En premier lieu, il faut trouver du bois conforme au besoin immédiat de chaleur. Il n'est pas question de faire feu de tout bois, certains ne produisent que des feux de paille tandis que d'autres se font bien plus fumeux que calorifiques. Il convient de plus de trouver du petit bois avant que de prendre une bûche sans se faire grand mal.
Il faut aussi trouver de quoi mettre non pas le feu aux poudres mais simplement à ce petit monticule que vous avez cru bon assembler de manière convenable. Tout le monde n'a pas eu le bonheur ou l'opportunité d'être scout ou éclaireur de France pour savoir en toutes circonstances faire jaillir une petite flamme.
Qui ignore tout de l'amadou tiré de ce champignon polypore du bouleau, doit se mettre à la tâche pour trouver du papier, des pommes de pin ou de la cagette. L'allume feu est à ce titre une version hérétique bonne à jeter au bûcher. L'artifice de pareils produits vous empestera la pièce et ce serait une victoire sans gloire sur l'épreuve qui se propose à vous.

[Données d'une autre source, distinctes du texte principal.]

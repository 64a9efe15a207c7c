use std::path::Path;

use image::{ColorType, DynamicImage, ImageBuffer, ImageFormat, Luma};
use tracing::{debug, warn};

use crate::consts::EIGHT_TO_SIXTEEN_BIT;
use crate::error::{RedoxError, Result};
use crate::frame::BitDepth;

/// Bring a stored channel image to 16-bit range, in place.
///
/// 8-bit sources are rewritten as 16-bit grayscale with every sample `v`
/// replaced by `v * 257`, in the container format implied by the file
/// extension. Containers that cannot store 16-bit luma (JPEG, BMP, ...) are
/// left as they are; loading widens their samples by the same factor. 16-bit
/// sources are left untouched. Returns the depth the file had before
/// normalization.
pub fn normalize_depth(path: &Path) -> Result<BitDepth> {
    let img = image::open(path).map_err(|source| RedoxError::Decode {
        path: path.to_path_buf(),
        source,
    })?;

    let depth = detect_bit_depth(path, img.color())?;
    if depth == BitDepth::Sixteen {
        return Ok(depth);
    }

    let format = ImageFormat::from_path(path)?;
    if !holds_sixteen_bit_luma(format) {
        warn!(
            path = %path.display(),
            format = ?format,
            "Format cannot store 16-bit samples, leaving 8-bit file in place"
        );
        return Ok(depth);
    }

    let expanded = expand_to_sixteen(&img);
    expanded.save_with_format(path, format)?;
    debug!(path = %path.display(), "Expanded 8-bit image to 16-bit");

    Ok(depth)
}

/// Classify the sample depth of a decoded image.
pub fn detect_bit_depth(path: &Path, color: ColorType) -> Result<BitDepth> {
    match color {
        ColorType::L8 | ColorType::La8 | ColorType::Rgb8 | ColorType::Rgba8 => Ok(BitDepth::Eight),
        ColorType::L16 | ColorType::La16 | ColorType::Rgb16 | ColorType::Rgba16 => {
            Ok(BitDepth::Sixteen)
        }
        other => Err(RedoxError::UnsupportedBitDepth {
            path: path.to_path_buf(),
            color: format!("{other:?}"),
        }),
    }
}

fn holds_sixteen_bit_luma(format: ImageFormat) -> bool {
    matches!(format, ImageFormat::Png | ImageFormat::Tiff | ImageFormat::Pnm)
}

fn expand_to_sixteen(img: &DynamicImage) -> ImageBuffer<Luma<u16>, Vec<u16>> {
    let gray = img.to_luma8();
    let (w, h) = gray.dimensions();
    ImageBuffer::from_fn(w, h, |x, y| {
        Luma([u16::from(gray.get_pixel(x, y).0[0]) * EIGHT_TO_SIXTEEN_BIT])
    })
}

Le papier journal a bonne réputation. Hélas, la chute considérable de la vente de la presse papier risque fort de vous mettre le bec dans l'eau. Vous trouverez tout au plus des prospectus sur papier glaçant, contraire à l'objectif recherché et fort impropres à l'étincelle désirée. Par miracle, un vieux quotidien de la PQR local attendait son heure de gloire…
Reste alors à savoir le glisser sous le monticule. Le froisser n'importe comment risque de le contrarier et de vous éloigner de votre volonté de pyromane. Certains prétendent que le rouler sur sa longueur pour ensuite le nouer en son milieu assure une combustion de nature à enflammer le tas de bois surtout si vous avez trouvé quelques pommes de pin pour vous donner un coup de main.
Si vous avez rempli certaines des conditions requises, ne reste plus qu'à déclencher l'étincelle initiale, celle qui sera la marque de votre réussite. Il suffit pour ça de trouver des allumettes ou un briquet. Par malheur, dans votre entourage, le fumeur est devenu denrée rare et dans la cuisine le quartz a prohibé les petites buchettes soufrées.
Là encore, il faudra faire preuve d'ingéniosité pour transférer la flamme de la gazinière à la cheminée par le truchement d'une vieille bougie d'anniversaire qui s'était égarée dans un tiroir. Au risque de vous brûler les doigts, vous effectuerez ce chemin de croix en évitant les courants d'air et les coulées de cire.
Le journal s'enflamme, vous pensez être au bout de vos peines. Mais ce n'est qu'un feu de paille fugitif. Le bois reste de marbre devant cet embrasement sans lendemain. Vous allez devoir reprendre la procédure en ignorant les remarques acerbes de vos amis. Vous sentez monter en vous un brin d'énervement…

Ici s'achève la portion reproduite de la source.